Ooer. I hadn't actually got that far. I mean - give me a chance - I've only just removed the whisker and the wart! The mechanics hadn't occurred to me yet.


So here I am considering the possibility of the fat chap, and all that comes to mind is this.




I'm going to have to work on Plan B. 

Monday 28 March 2011

Moving on up and nothing can stop me

The other day I met someone I hadn't seen in ages. Our children went to school together all those eons ago. It was great to see her because she's a bit of a loony class act, and we more or less managed to stop the pedestrian traffic while we gossiped and caught up with what the kids are doing, what we are doing, what everybody we knew from those days is doing. 


Anyway, she told me her brother has entered the internet dating scene. He's pretty much the same age as me, but it seems he's seeking a younger model on the basis that someone in their early thirties (let's say) is going to look better in a bikini than an old bat either approaching or having passed the half a century mark; preferably somebody without the inconvenience of children. I can see his point. To some extent. I mean I could probably force myself to admire this hunk for more than five minutes if you strapped me down and deprived me of all other entertainment. 


True - she probably will look better in a bikini. Certainly better than me - I don't think I have worn one of those things since the Treaty of Versailles; it's not the best look for stretch marks and random wobbly and/or bobbly bits. But then she may get that clock ticking thing we women are prone to and eventually want to reproduce in her own image.

I am so glad I'm not a man! They are much more likely to get bamboozled into a secondary bunch of sproglets.Think of your pensions, lads! You thought you'd be swanning off around the world enjoying some well-earned R and R, whereas in fact you'll be having to stump up another gazillion grand to get the new batch through college. Good luck to you! 


One family is more than enough for me, ta! Twenty five years of dreaming up delicious and nutritious meals that will please everyone (Ha! yeah, right...as if) has had its toll. When the last chick gets kicked out of flies the nest, I'm going to kiss goodbye to the pernicious purveyors of domestic pipe-dreams and take all the gadgets, mixers, fancy pots and pans, food processors, melon ballers, strawberry hullers and other unidentifiable gizmos that I was fooled into thinking would a/change my life b/make me into Nigella and put them into semi-permanent storage; I shall live on salad, cake, baked beans and take aways. So if you're planning to visit, you have been warned. Bring your own egg whisk and make sure you drop into Tesco on your way here. 


Which is why I check the profiles for cooking ability... That's a definite thumbs up moment! 

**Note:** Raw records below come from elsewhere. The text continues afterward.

//! Outbound message queue.
//!
//! Every outbound message goes through this FIFO. While disconnected it
//! simply accumulates; once a transport is available the channel drains it
//! head-to-tail. A message is only removed after the transport accepted it,
//! so a send failure mid-flush leaves it (and everything behind it) queued
//! for the next connection.
//!
//! Messages for a page can be discarded when the page is left, so nothing
//! about a closed page reaches the server on the next flush.

use std::collections::VecDeque;
use std::sync::Mutex;

use serde_json::Value;

use crate::error::Result;
use crate::protocol::{Envelope, doc_channel, frame_message};
use crate::transport::{Transport, WsMessage};

/// A message waiting to be sent.
#[derive(Debug, Clone, PartialEq)]
pub enum OutboundMessage {
    /// A named JSON event.
    Event {
        /// Event name.
        event: String,
        /// Event payload.
        payload: Value,
    },
    /// A binary frame on a named sub-channel.
    Binary {
        /// Sub-channel name (e.g. `doc:<page_id>`).
        channel: String,
        /// Raw payload, framed on send.
        data: Vec<u8>,
    },
}

impl OutboundMessage {
    /// Encode into a wire frame.
    pub fn encode(&self) -> Result<WsMessage> {
        match self {
            OutboundMessage::Event { event, payload } => {
                let text = Envelope::new(event.clone(), payload.clone()).encode()?;
                Ok(WsMessage::Text(text))
            }
            OutboundMessage::Binary { channel, data } => {
                Ok(WsMessage::Binary(frame_message(channel, data)?))
            }
        }
    }

    /// Write this message to a transport.
    pub async fn send_to(&self, transport: &mut (dyn Transport + '_)) -> Result<()> {
        send_frame(transport, self.encode()?).await
    }

    /// Whether this message belongs to `page_id`: an event whose payload
    /// names the page, or a frame on the page's content-sync sub-channel.
    pub fn concerns_page(&self, page_id: &str) -> bool {
        match self {
            OutboundMessage::Event { payload, .. } => {
                payload.get("page_id").and_then(Value::as_str) == Some(page_id)
            }
            OutboundMessage::Binary { channel, .. } => *channel == doc_channel(page_id),
        }
    }
}

async fn send_frame(transport: &mut (dyn Transport + '_), frame: WsMessage) -> Result<()> {
    match frame {
        WsMessage::Text(text) => transport.send_text(text).await,
        WsMessage::Binary(data) => transport.send_binary(data).await,
        WsMessage::Ping(_) => transport.send_ping().await,
        WsMessage::Pong(_) | WsMessage::Close => Ok(()),
    }
}

#[derive(Debug, Default)]
struct QueueState {
    /// Messages tagged with a sequence number, oldest first.
    messages: VecDeque<(u64, OutboundMessage)>,
    next_seq: u64,
}

/// FIFO of outbound messages shared between emitters and the connection task.
#[derive(Debug, Default)]
pub struct OutboundQueue {
    state: Mutex<QueueState>,
}

impl OutboundQueue {
    /// Create an empty queue.
    pub fn new() -> Self {
        Self::default()
    }

    /// Append a JSON event to the tail.
    pub fn enqueue(&self, event: impl Into<String>, payload: Value) {
        self.push(OutboundMessage::Event {
            event: event.into(),
            payload,
        });
    }

    /// Append any outbound message to the tail.
    pub fn push(&self, message: OutboundMessage) {
        let mut state = self.state.lock().unwrap();
        let seq = state.next_seq;
        state.next_seq += 1;
        state.messages.push_back((seq, message));
    }

    /// Number of queued messages.
    pub fn len(&self) -> usize {
        self.state.lock().unwrap().messages.len()
    }

    /// Whether the queue is empty.
    pub fn is_empty(&self) -> bool {
        self.state.lock().unwrap().messages.is_empty()
    }

    /// Snapshot of the queued messages in order (for diagnostics).
    pub fn pending(&self) -> Vec<OutboundMessage> {
        let state = self.state.lock().unwrap();
        state.messages.iter().map(|(_, m)| m.clone()).collect()
    }

    /// Drop every queued message.
    pub fn clear(&self) {
        self.state.lock().unwrap().messages.clear();
    }

    /// Drop every queued message that concerns `page_id`.
    ///
    /// Returns the number of messages dropped.
    pub fn discard_page(&self, page_id: &str) -> usize {
        let mut state = self.state.lock().unwrap();
        let before = state.messages.len();
        state.messages.retain(|(_, m)| !m.concerns_page(page_id));
        before - state.messages.len()
    }

    /// Drain the queue head-to-tail through `transport`.
    ///
    /// Stops at the first failed send, leaving that message and the rest of
    /// the queue in place. A message that cannot be encoded is dropped.
    /// Returns the number of messages sent.
    ///
    /// Only one flusher may run at a time (the channel's connection task).
    pub async fn flush(&self, transport: &mut (dyn Transport + '_)) -> Result<usize> {
        let mut sent = 0;
        loop {
            let next = self.state.lock().unwrap().messages.front().cloned();
            let Some((seq, message)) = next else {
                return Ok(sent);
            };

            match message.encode() {
                Ok(frame) => {
                    send_frame(transport, frame).await?;
                    sent += 1;
                }
                Err(e) => log::warn!("[OutboundQueue] Dropping unsendable message: {}", e),
            }

            // The head may have been discarded while the send was in flight.
            let mut state = self.state.lock().unwrap();
            if state.messages.front().is_some_and(|(head, _)| *head == seq) {
                state.messages.pop_front();
            }
        }
    }
}
impl ReplicatedDocument {
    /// Create an empty document for `page_id`.
    pub fn new(page_id: impl Into<String>) -> Self {
        let page_id = page_id.into();
        Self {
            content: ReplicatedMap::new(format!("{}/content", page_id)),
            presence: ReplicatedMap::new(format!("{}/presence", page_id)),
            page_id,
        }
    }

    /// Page this document belongs to.
    pub fn page_id(&self) -> &str {
        &self.page_id
    }

    /// Content map (block tree).
    pub fn content(&self) -> &ReplicatedMap {
        &self.content
    }

    /// Presence map, keyed by user id.
    pub fn presence(&self) -> &ReplicatedMap {
        &self.presence
    }

    /// Detach every callback from both maps.
    pub fn detach(&self) {
        self.content.clear_sync_callback();
        self.content.clear_observers();
        self.presence.clear_sync_callback();
        self.presence.clear_observers();
    }
}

A here's a prayer of thanks I thought I'd never say:


Dear Lord, Thank you for the menopause. Amen.  

Sunday 27 March 2011

You won't find another fool like me, babe (New Seekers 1973) PS

There was another reason why I didn’t want to write about this; it wasn’t just about my being a fool. I felt, despite everything, an element of disloyalty. Yes, I know it sounds deranged, but don’t forget my strict French, Catholic, 19th century upbringing – these things are hard to shake off, mes chers!

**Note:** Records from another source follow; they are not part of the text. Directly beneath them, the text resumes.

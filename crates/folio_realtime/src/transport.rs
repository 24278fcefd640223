//! Transport abstraction for the event channel.
//!
//! The [`EventChannel`](crate::EventChannel) owns reconnection, queueing and
//! listener dispatch. It talks to the network only through these traits:
//!
//! ```text
//! ┌────────────────────┐    ┌────────────────────┐
//! │ TokioTransport     │    │ custom transport   │
//! │ (tokio-tungstenite)│    │ (JS bridge, mock)  │
//! └─────────┬──────────┘    └─────────┬──────────┘
//!           └────────────┬────────────┘
//!                        ▼
//!           ┌──────────────────────┐
//!           │   EventChannel       │
//!           │   - Reconnection     │
//!           │   - Outbound queue   │
//!           │   - Listener table   │
//!           └──────────────────────┘
//! ```
//!
//! A transport is a single connection: once it reports `Close` or `None` it
//! is discarded and the connector is asked for a fresh one.

use crate::error::Result;

/// A frame received from (or sent to) the server.
#[derive(Debug, Clone, PartialEq)]
pub enum WsMessage {
    /// Text frame (JSON event envelope).
    Text(String),
    /// Binary frame (framed content-sync message).
    Binary(Vec<u8>),
    /// Keepalive ping.
    Ping(Vec<u8>),
    /// Keepalive pong.
    Pong(Vec<u8>),
    /// The server closed the connection.
    Close,
}

/// A single live connection to the server.
#[async_trait::async_trait]
pub trait Transport: Send {
    /// Send a text frame.
    async fn send_text(&mut self, text: String) -> Result<()>;

    /// Send a binary frame.
    async fn send_binary(&mut self, data: Vec<u8>) -> Result<()>;

    /// Send a keepalive ping.
    async fn send_ping(&mut self) -> Result<()>;

    /// Receive the next frame. `None` means the connection dropped.
    async fn recv(&mut self) -> Option<Result<WsMessage>>;

    /// Close the connection gracefully.
    async fn close(&mut self) -> Result<()>;
}

/// Factory for transports; invoked on every (re)connect.
#[async_trait::async_trait]
pub trait TransportConnector: Send + Sync {
    /// Open a connection to `url`, authenticating with `auth_token`.
    async fn connect(&self, url: &str, auth_token: &str) -> Result<Box<dyn Transport>>;
}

As it happens, after Stella had a go at me and I began to realise I’d never write another blog if I didn’t get the biker out of the way, I got another email from him. It was about an entirely unrelated matter – he just wanted the phone number of someone I'd mentioned who might be willing to help with one of his charitable projects. He was embarrassed to ask, obviously, but thought I would understand. I did. The Greater Good and all that crap.

But my conscience was pricking at me too. I knew I wanted to write about this fiasco, but – oh, you know - blergh, bloody scruples – I hate them. Remember I told you he was a poet and a writer?  We had, in fact, chatted about the possibility of co-writing something; I’ve never done that before and thought it might be fun.  Even the porno rewrite might have been amusing!

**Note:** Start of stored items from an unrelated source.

//! Wire protocol for the shared event channel.
//!
//! Text frames carry JSON envelopes:
//!
//! ```text
//! {"event": "cursor_update", "payload": {"page_id": "doc-1", "cursor": {"x": 10, "y": 20}}}
//! ```
//!
//! Binary frames carry the per-document content-sync sub-protocol. Each frame
//! is prefixed with the name of the sub-channel it belongs to:
//!
//! ```text
//! [u16 BE name length][name bytes][y-sync message]
//! ```
//!
//! The y-sync message itself is `[0][sync type][payload]`, where the sync type
//! is `0` (SyncStep1, a state vector), `1` (SyncStep2, missing updates) or `2`
//! (Update, an incremental update).

use serde::{Deserialize, Serialize};
use serde_json::Value;

use crate::error::{RealtimeError, Result};
use crate::presence::PresenceEntry;

/// Event names used on the channel.
pub mod events {
    /// Client joins a page room.
    pub const JOIN_PAGE: &str = "join_page";
    /// Client leaves a page room.
    pub const LEAVE_PAGE: &str = "leave_page";
    /// Cursor moved (outbound from the local client, inbound from peers).
    pub const CURSOR_UPDATE: &str = "cursor_update";
    /// A user joined the room.
    pub const USER_JOINED: &str = "user_joined";
    /// A user left the room.
    pub const USER_LEFT: &str = "user_left";
    /// Bulk presence snapshot for the room.
    pub const PRESENCE_UPDATE: &str = "presence_update";
    /// Local-only: dispatched after every successful (re)connect.
    pub const CONNECT: &str = "connect";
}

/// JSON envelope carried in text frames.
#[derive(Debug, Clone, PartialEq, Serialize, Deserialize)]
pub struct Envelope {
    /// Event name.
    pub event: String,
    /// Event payload.
    #[serde(default)]
    pub payload: Value,
}

impl Envelope {
    /// Create an envelope.
    pub fn new(event: impl Into<String>, payload: Value) -> Self {
        Self {
            event: event.into(),
            payload,
        }
    }

    /// Encode to a JSON text frame.
    pub fn encode(&self) -> Result<String> {
        Ok(serde_json::to_string(self)?)
    }

    /// Decode a JSON text frame.
    pub fn decode(text: &str) -> Result<Self> {
        Ok(serde_json::from_str(text)?)
    }
}

/// A cursor position within a page.
#[derive(Debug, Clone, PartialEq, Serialize, Deserialize)]
pub struct Cursor {
    /// Horizontal position.
    pub x: f64,
    /// Vertical position.
    pub y: f64,
    /// Block the cursor is anchored to, if any.
    #[serde(default, skip_serializing_if = "Option::is_none")]
    pub block_ref: Option<String>,
}

impl Cursor {
    /// Create a cursor without a block anchor.
    pub fn new(x: f64, y: f64) -> Self {
        Self {
            x,
            y,
            block_ref: None,
        }
    }

    /// Anchor the cursor to a block.
    pub fn with_block(mut self, block_ref: impl Into<String>) -> Self {
        self.block_ref = Some(block_ref.into());
        self
    }
}

/// Payload of `join_page` / `leave_page`.
#[derive(Debug, Clone, PartialEq, Serialize, Deserialize)]
pub struct PagePayload {
    /// Page (document) ID.
    pub page_id: String,
}

/// Payload of `cursor_update`.
#[derive(Debug, Clone, PartialEq, Serialize, Deserialize)]
pub struct CursorUpdatePayload {
    /// Page (document) ID.
    pub page_id: String,
    /// Sender's user ID (filled in by the server for inbound updates).
    #[serde(default, skip_serializing_if = "Option::is_none")]
    pub user_id: Option<String>,
    /// Sender's display name.
    #[serde(default, skip_serializing_if = "Option::is_none")]
    pub user_name: Option<String>,
    /// New cursor position.
    pub cursor: Cursor,
}

/// User identity as carried in join/leave events.
#[derive(Debug, Clone, PartialEq, Serialize, Deserialize)]
pub struct UserRef {
    /// User ID.
    pub id: String,
    /// Display name.
    #[serde(default)]
    pub name: String,
    /// Email address.
    #[serde(default)]
    pub email: String,
}

/// Payload of `user_joined`.
#[derive(Debug, Clone, PartialEq, Serialize, Deserialize)]
pub struct UserJoinedPayload {
    /// Page (document) ID.
    pub page_id: String,
    /// The user that joined.
    pub user: UserRef,
}

/// Payload of `user_left`.
#[derive(Debug, Clone, PartialEq, Serialize, Deserialize)]
pub struct UserLeftPayload {
    /// Page (document) ID.
    pub page_id: String,
    /// The user that left (only `id` is required).
    pub user: UserRef,
}

/// Payload of `presence_update`.
#[derive(Debug, Clone, PartialEq, Serialize, Deserialize)]
pub struct PresenceUpdatePayload {
    /// Page (document) ID.
    pub page_id: String,
    /// Users currently present.
    #[serde(default)]
    pub users: Vec<PresenceEntry>,
}

/// A parsed inbound presence event.
#[derive(Debug, Clone, PartialEq)]
pub enum PresenceEvent {
    /// `user_joined`
    Joined(UserJoinedPayload),
    /// `cursor_update`
    Cursor(CursorUpdatePayload),
    /// `presence_update`
    Snapshot(PresenceUpdatePayload),
    /// `user_left`
    Left(UserLeftPayload),
}

impl PresenceEvent {
    /// Parse a presence event from its name and raw payload.
    ///
    /// Returns `Ok(None)` for events that are not presence events.
    pub fn parse(event: &str, payload: &Value) -> Result<Option<Self>> {
        let parsed = match event {
            events::USER_JOINED => Self::Joined(serde_json::from_value(payload.clone())?),
            events::CURSOR_UPDATE => Self::Cursor(serde_json::from_value(payload.clone())?),
            events::PRESENCE_UPDATE => Self::Snapshot(serde_json::from_value(payload.clone())?),
            events::USER_LEFT => Self::Left(serde_json::from_value(payload.clone())?),
            _ => return Ok(None),
        };
        Ok(Some(parsed))
    }

    /// The page this event is scoped to.
    pub fn page_id(&self) -> &str {
        match self {
            Self::Joined(p) => &p.page_id,
            Self::Cursor(p) => &p.page_id,
            Self::Snapshot(p) => &p.page_id,
            Self::Left(p) => &p.page_id,
        }
    }
}

// ==================== Binary sub-channels ====================

/// Name of the content-sync sub-channel for a page.
pub fn doc_channel(page_id: &str) -> String {
    format!("doc:{}", page_id)
}

/// Longest sub-channel name a frame can carry, in bytes.
pub const MAX_CHANNEL_NAME_LEN: usize = u16::MAX as usize;

/// Prefix a payload with its sub-channel name.
///
/// Fails if the name does not fit the `u16` length prefix.
pub fn frame_message(channel: &str, payload: &[u8]) -> Result<Vec<u8>> {
    let name = channel.as_bytes();
    let len = u16::try_from(name.len()).map_err(|_| {
        RealtimeError::Protocol(format!(
            "Sub-channel name is {} bytes, limit is {}",
            name.len(),
            MAX_CHANNEL_NAME_LEN
        ))
    })?;
    let mut buf = Vec::with_capacity(2 + name.len() + payload.len());
    buf.extend_from_slice(&len.to_be_bytes());
    buf.extend_from_slice(name);
    buf.extend_from_slice(payload);
    Ok(buf)
}

/// Split a framed binary message into `(channel, payload)`.
pub fn unframe_message(data: &[u8]) -> Option<(String, Vec<u8>)> {
    if data.len() < 2 {
        return None;
    }
    let len = u16::from_be_bytes([data[0], data[1]]) as usize;
    let rest = &data[2..];
    if rest.len() < len {
        return None;
    }
    let channel = std::str::from_utf8(&rest[..len]).ok()?.to_string();
    Some((channel, rest[len..].to_vec()))
}

/// Message type bytes for the y-sync protocol.
mod msg_type {
    /// Sync message (SyncStep1, SyncStep2, Update)
    pub const SYNC: u8 = 0;
}

/// Sync sub-message types.
mod sync_type {
    /// SyncStep1: Initial state vector exchange
    pub const STEP1: u8 = 0;
    /// SyncStep2: Missing updates response
    pub const STEP2: u8 = 1;
    /// Update: Incremental update
    pub const UPDATE: u8 = 2;
}

/// Y-sync message types.
#[derive(Debug, Clone, PartialEq)]
pub enum SyncMessage {
    /// SyncStep1 contains a state vector
    SyncStep1(Vec<u8>),
    /// SyncStep2 contains missing updates
    SyncStep2(Vec<u8>),
    /// Update contains an incremental update
    Update(Vec<u8>),
}

impl SyncMessage {
    /// Encode the message to bytes.
    pub fn encode(&self) -> Vec<u8> {
        let (kind, body) = match self {
            SyncMessage::SyncStep1(sv) => (sync_type::STEP1, sv),
            SyncMessage::SyncStep2(update) => (sync_type::STEP2, update),
            SyncMessage::Update(update) => (sync_type::UPDATE, update),
        };
        let mut buf = Vec::with_capacity(2 + body.len());
        buf.push(msg_type::SYNC);
        buf.push(kind);
        buf.extend_from_slice(body);
        buf
    }

    /// Decode a message from bytes.
    ///
    /// Returns `Ok(None)` for non-sync messages (awareness, auth).
    pub fn decode(data: &[u8]) -> Result<Option<Self>> {
        if data.len() < 2 {
            return Ok(None);
        }
        if data[0] != msg_type::SYNC {
            return Ok(None);
        }

        let payload = data[2..].to_vec();
        match data[1] {
            sync_type::STEP1 => Ok(Some(SyncMessage::SyncStep1(payload))),
            sync_type::STEP2 => Ok(Some(SyncMessage::SyncStep2(payload))),
            sync_type::UPDATE => Ok(Some(SyncMessage::Update(payload))),
            other => Err(RealtimeError::Protocol(format!(
                "Unknown sync type: {}",
                other
            ))),
        }
    }
}

#[cfg(test)]
mod tests {
    use super::*;
    use serde_json::json;

    #[test]
    fn test_envelope_wire_shape() {
        let envelope = Envelope::new(events::JOIN_PAGE, json!({"page_id": "doc-1"}));
        let text = envelope.encode().unwrap();
        let value: Value = serde_json::from_str(&text).unwrap();
        assert_eq!(value, json!({"event": "join_page", "payload": {"page_id": "doc-1"}}));
    }

    #[test]
    fn test_envelope_missing_payload_defaults_to_null() {
        let envelope = Envelope::decode(r#"{"event": "ping"}"#).unwrap();
        assert_eq!(envelope.event, "ping");
        assert_eq!(envelope.payload, Value::Null);
    }

    #[test]
    fn test_envelope_invalid_json_fails() {
        assert!(Envelope::decode("not valid json").is_err());
    }

    #[test]
    fn test_cursor_payload_omits_empty_fields() {
        let payload = CursorUpdatePayload {
            page_id: "doc-1".to_string(),
            user_id: None,
            user_name: None,
            cursor: Cursor::new(10.0, 20.0),
        };
        let value = serde_json::to_value(&payload).unwrap();
        assert_eq!(value, json!({"page_id": "doc-1", "cursor": {"x": 10.0, "y": 20.0}}));
    }

    #[test]
    fn test_parse_user_left_with_only_id() {
        let payload = json!({"page_id": "doc-1", "user": {"id": "b"}});
        let event = PresenceEvent::parse(events::USER_LEFT, &payload)
            .unwrap()
            .unwrap();
        match event {
            PresenceEvent::Left(p) => {
                assert_eq!(p.user.id, "b");
                assert!(p.user.name.is_empty());
            }
            other => panic!("Expected Left, got {:?}", other),
        }
    }

    #[test]
    fn test_parse_cursor_update() {
        let payload = json!({
            "page_id": "doc-1",
            "user_id": "b",
            "cursor": {"x": 1, "y": 2, "block_ref": "blk-7"}
        });
        let event = PresenceEvent::parse(events::CURSOR_UPDATE, &payload)
            .unwrap()
            .unwrap();
        assert_eq!(event.page_id(), "doc-1");
        match event {
            PresenceEvent::Cursor(p) => {
                assert_eq!(p.user_id.as_deref(), Some("b"));
                assert_eq!(p.cursor, Cursor::new(1.0, 2.0).with_block("blk-7"));
            }
            other => panic!("Expected Cursor, got {:?}", other),
        }
    }

    #[test]
    fn test_parse_malformed_payload_is_error() {
        let payload = json!({"page_id": "doc-1"});
        assert!(PresenceEvent::parse(events::USER_JOINED, &payload).is_err());
    }

    #[test]
    fn test_parse_unrelated_event_is_none() {
        let parsed = PresenceEvent::parse(events::JOIN_PAGE, &json!({"page_id": "x"})).unwrap();
        assert!(parsed.is_none());
    }

    #[test]
    fn test_frame_and_unframe() {
        let framed = frame_message(&doc_channel("doc-1"), &[0, 2, 9, 9]).unwrap();
        let (channel, payload) = unframe_message(&framed).unwrap();
        assert_eq!(channel, "doc:doc-1");
        assert_eq!(payload, vec![0, 2, 9, 9]);
    }

    #[test]
    fn test_frame_rejects_oversized_channel_name() {
        let longest = "a".repeat(MAX_CHANNEL_NAME_LEN);
        let framed = frame_message(&longest, &[1]).unwrap();
        assert_eq!(unframe_message(&framed).unwrap().0, longest);

        let too_long = "a".repeat(MAX_CHANNEL_NAME_LEN + 1);
        assert!(matches!(
            frame_message(&too_long, &[1]),
            Err(RealtimeError::Protocol(_))
        ));
    }

    #[test]
    fn test_unframe_truncated() {
        assert!(unframe_message(&[0]).is_none());
        assert!(unframe_message(&[0, 10, b'a']).is_none());
    }

    #[test]
    fn test_sync_message_decode() {
        let msg = SyncMessage::Update(vec![1, 2, 3]);
        let encoded = msg.encode();
        assert_eq!(encoded, vec![0, 2, 1, 2, 3]);
        assert_eq!(SyncMessage::decode(&encoded).unwrap(), Some(msg));
    }

    #[test]
    fn test_sync_message_skips_awareness() {
        let fake_awareness = vec![1, 0, 1, 2, 3];
        assert_eq!(SyncMessage::decode(&fake_awareness).unwrap(), None);
    }

    #[test]
    fn test_sync_message_unknown_type() {
        assert!(SyncMessage::decode(&[0, 7]).is_err());
    }
}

So I plucked up the chutzpah and I asked him if he’d mind if I wrote this story.  And he said, assuming anonymity was assured, not at all.

He… said… NotAtAll.       
He said he'd behaved like a prat, and as crazy stories go, it’s a good one. 

See - told you he was nice. Deep down.  
Oooh, what was that that just floated by?







Somebody ping it for me, for Christ’s sake!

Saturday 26 March 2011

You won't find another fool like me, babe (New Seekers 1973) Part 3

The email said:

My dear Bette,
Thank you for your kind reply and for letting me off the hook so easily. I really don’t deserve it. There is so much to tell you. The lady I was with went back to her husband – she had omitted to tell me that she was separated, not divorced, and was in constant contact with him.

Etc. More explanations and then-

I know it is a lot to ask, but would you consider giving me another chance?

What? WHAT?? WHAT??? 

ARE YOU NUTS? 

DID YOUR MOTHER DROP YOU ON YOUR HEAD AS A BABY? 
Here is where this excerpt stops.